§ Task description
Only the lines that hold "DateTime" should be in the answer, each copied from the data below.

§ Records for the exercise
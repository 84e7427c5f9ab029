use std::{io, thread, time::Duration};

use anyhow::{Context, Result};
use chrono::{DateTime, Local, Utc};
use crossterm::{
    event::{self, Event, KeyCode, KeyEvent, KeyEventKind, KeyModifiers},
    execute,
    terminal::{disable_raw_mode, enable_raw_mode, EnterAlternateScreen, LeaveAlternateScreen},
};
use etaboard_core::{
    reading::LOADING_TEXT, Board, BoardEntry, BoardUpdate, Position, RefreshHandle,
};
use ratatui::{
    backend::CrosstermBackend,
    layout::{Alignment, Constraint, Direction, Layout, Rect},
    style::{Color, Modifier, Style},
    text::{Line, Span},
    widgets::{Block, Borders, Paragraph},
    Frame, Terminal,
};
use tokio::sync::mpsc;
use tracing::{debug, info};

const TICK_RATE: Duration = Duration::from_millis(250);
const SLOT_WIDTH: u16 = 38;
const TITLE: &str = "CTA & Divvy ETA";

#[derive(Debug, Clone)]
struct Theme {
    background: Color,
    foreground: Color,
    accent: Color,
    muted: Color,
}

impl Default for Theme {
    fn default() -> Self {
        Self {
            background: Color::Black,
            foreground: Color::White,
            accent: Color::Cyan,
            muted: Color::DarkGray,
        }
    }
}

/// What the key reader thread forwards to the board loop.
#[derive(Debug, PartialEq)]
enum AppEvent {
    Key(KeyEvent),
    /// Terminal resized, or the reader went idle; either way redraw.
    Redraw,
}

/// Full-screen kiosk showing one line per monitored stop or station.
pub struct EtaBoardApp {
    board: Board,
    refresh: RefreshHandle,
    update_rx: Option<mpsc::UnboundedReceiver<BoardUpdate>>,
    status: String,
    should_quit: bool,
    theme: Theme,
}

impl EtaBoardApp {
    pub fn new(board: Board, refresh: RefreshHandle) -> Self {
        Self {
            board,
            refresh,
            update_rx: None,
            status: "Waiting for first refresh".to_string(),
            should_quit: false,
            theme: Theme::default(),
        }
    }

    pub fn attach_updates(&mut self, receiver: mpsc::UnboundedReceiver<BoardUpdate>) {
        self.update_rx = Some(receiver);
    }

    pub async fn run(&mut self) -> Result<()> {
        let mut stdout = io::stdout();
        enable_raw_mode().context("failed to enter raw mode")?;
        execute!(stdout, EnterAlternateScreen).context("failed to enter alternate screen")?;
        let backend = CrosstermBackend::new(stdout);
        let mut terminal = Terminal::new(backend).context("failed to create terminal")?;
        terminal.hide_cursor()?;
        terminal.clear()?;

        let (event_tx, mut event_rx) = mpsc::channel::<AppEvent>(128);
        spawn_key_reader(event_tx);

        let mut update_rx = self.update_rx.take();

        loop {
            terminal.draw(|frame| self.draw(frame))?;
            if self.should_quit {
                break;
            }

            if let Some(rx) = update_rx.as_mut() {
                let mut updates_closed = false;
                tokio::select! {
                    maybe_event = event_rx.recv() => {
                        if !self.process_app_event(maybe_event) {
                            break;
                        }
                    }
                    maybe_update = rx.recv() => {
                        match maybe_update {
                            Some(update) => self.handle_update(update),
                            None => updates_closed = true,
                        }
                    }
                }
                if updates_closed {
                    info!("Refresh loop finished; closing board");
                    update_rx = None;
                    self.should_quit = true;
                }
            } else {
                let maybe_event = event_rx.recv().await;
                if !self.process_app_event(maybe_event) {
                    break;
                }
            }

            if self.should_quit {
                break;
            }
        }

        leave_board_screen(&mut terminal)
    }

    fn handle_update(&mut self, update: BoardUpdate) {
        debug!(entities = update.texts.len(), "Board update received");
        self.board.apply(&update);
        self.status = format!("Updated {}", format_local(update.refreshed_at));
    }

    fn process_app_event(&mut self, maybe_event: Option<AppEvent>) -> bool {
        match maybe_event {
            Some(AppEvent::Key(key)) => {
                self.handle_key(key);
                true
            }
            Some(AppEvent::Redraw) => true,
            None => false,
        }
    }

    fn handle_key(&mut self, key: KeyEvent) {
        if key.kind != KeyEventKind::Press {
            return;
        }
        match key.code {
            KeyCode::Char('q') | KeyCode::Char('x') | KeyCode::Esc => self.should_quit = true,
            KeyCode::Char('c') if key.modifiers.contains(KeyModifiers::CONTROL) => {
                self.should_quit = true
            }
            KeyCode::Char('r') => {
                if self.refresh.trigger() {
                    self.status = "Refresh requested".to_string();
                } else {
                    self.status = "Refresh already pending".to_string();
                }
            }
            _ => {}
        }
    }

    fn draw(&self, frame: &mut Frame) {
        let area = frame.size();
        frame.render_widget(
            Block::default().style(Style::default().bg(self.theme.background)),
            area,
        );
        let layout = Layout::default()
            .direction(Direction::Vertical)
            .constraints([
                Constraint::Length(3),
                Constraint::Min(3),
                Constraint::Length(3),
            ])
            .split(area);

        self.render_title(frame, layout[0]);
        self.render_board(frame, layout[1]);
        self.render_status(frame, layout[2]);
    }

    fn render_title(&self, frame: &mut Frame, area: Rect) {
        let clock = Local::now().format("%a %b %-d  %H:%M:%S").to_string();
        let line = Line::from(vec![
            Span::styled(
                TITLE,
                Style::default()
                    .fg(self.theme.accent)
                    .add_modifier(Modifier::BOLD),
            ),
            Span::raw("   "),
            Span::styled(clock, Style::default().fg(self.theme.foreground)),
        ]);
        let paragraph = Paragraph::new(line)
            .alignment(Alignment::Center)
            .block(Block::default().borders(Borders::ALL));
        frame.render_widget(paragraph, area);
    }

    fn render_board(&self, frame: &mut Frame, area: Rect) {
        let block = Block::default().borders(Borders::ALL).title("Arrivals (min)");
        let inner = block.inner(area);
        frame.render_widget(block, area);

        for entry in self.board.entries() {
            let Some(slot) = slot_rect(inner, entry.entity.position) else {
                continue;
            };
            frame.render_widget(Paragraph::new(self.entry_line(entry)), slot);
        }
    }

    fn entry_line(&self, entry: &BoardEntry) -> Line<'static> {
        let value_style = if entry.text == LOADING_TEXT {
            Style::default().fg(self.theme.muted)
        } else {
            Style::default()
                .fg(self.theme.foreground)
                .add_modifier(Modifier::BOLD)
        };
        Line::from(vec![
            Span::styled(
                format!("{:<16}", entry.entity.label),
                Style::default().fg(self.theme.accent),
            ),
            Span::styled(entry.text.clone(), value_style),
        ])
    }

    fn render_status(&self, frame: &mut Frame, area: Rect) {
        let line = Line::from(vec![
            Span::raw(self.status.clone()),
            Span::styled(
                "   q: exit  r: refresh",
                Style::default().fg(self.theme.muted),
            ),
        ]);
        let paragraph = Paragraph::new(line).block(Block::default().borders(Borders::ALL));
        frame.render_widget(paragraph, area);
    }
}

/// Screen area for an entity at `position` inside `area`, clipped to fit.
fn slot_rect(area: Rect, position: Position) -> Option<Rect> {
    if position.x >= area.width || position.y >= area.height {
        return None;
    }
    let x = area.x + position.x;
    let y = area.y + position.y;
    let width = SLOT_WIDTH.min(area.width - position.x);
    Some(Rect::new(x, y, width, 1))
}

fn format_local(at: DateTime<Utc>) -> String {
    at.with_timezone(&Local).format("%H:%M:%S").to_string()
}

/// Hand the terminal back to the shell. Every step runs even if an earlier
/// one fails, and the first error is reported.
fn leave_board_screen(terminal: &mut Terminal<CrosstermBackend<io::Stdout>>) -> Result<()> {
    let raw = disable_raw_mode().context("failed to disable raw mode");
    let screen = execute!(terminal.backend_mut(), LeaveAlternateScreen)
        .context("failed to leave alternate screen");
    let cursor = terminal.show_cursor().context("failed to show cursor");
    raw.and(screen).and(cursor)
}

/// Translate a raw terminal event into something the board reacts to.
fn board_event(event: Event) -> Option<AppEvent> {
    match event {
        Event::Key(key) if key.kind == KeyEventKind::Press => Some(AppEvent::Key(key)),
        Event::Resize(..) => Some(AppEvent::Redraw),
        _ => None,
    }
}

/// Blocking crossterm reader on its own thread. Stops when the board loop
/// drops its receiver or the terminal stops producing events.
fn spawn_key_reader(sender: mpsc::Sender<AppEvent>) {
    thread::spawn(move || {
        while let Ok(ready) = event::poll(TICK_RATE) {
            let next = if ready {
                match event::read() {
                    Ok(event) => board_event(event),
                    Err(err) => {
                        debug!(%err, "Terminal input closed");
                        break;
                    }
                }
            } else {
                // Idle tick keeps the title clock moving.
                Some(AppEvent::Redraw)
            };
            if let Some(app_event) = next {
                if sender.blocking_send(app_event).is_err() {
                    break;
                }
            }
        }
    });
}

#[cfg(test)]
mod tests {
    use super::*;

    #[test]
    fn slots_clip_to_the_board() {
        let area = Rect::new(1, 4, 60, 20);
        assert_eq!(
            slot_rect(area, Position { x: 2, y: 3 }),
            Some(Rect::new(3, 7, SLOT_WIDTH, 1))
        );
        assert_eq!(
            slot_rect(area, Position { x: 42, y: 3 }),
            Some(Rect::new(43, 7, 18, 1))
        );
        assert_eq!(slot_rect(area, Position { x: 60, y: 0 }), None);
        assert_eq!(slot_rect(area, Position { x: 0, y: 20 }), None);
    }

    #[test]
    fn only_key_presses_and_resizes_reach_the_board() {
        let press = KeyEvent::new(KeyCode::Char('r'), KeyModifiers::NONE);
        assert_eq!(
            board_event(Event::Key(press)),
            Some(AppEvent::Key(press))
        );

        let mut release = press;
        release.kind = KeyEventKind::Release;
        assert_eq!(board_event(Event::Key(release)), None);

        assert_eq!(board_event(Event::Resize(80, 24)), Some(AppEvent::Redraw));
        assert_eq!(board_event(Event::FocusGained), None);
    }
}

§ Answer section
use chrono::{DateTime, Local, Utc};
fn format_local(at: DateTime<Utc>) -> String {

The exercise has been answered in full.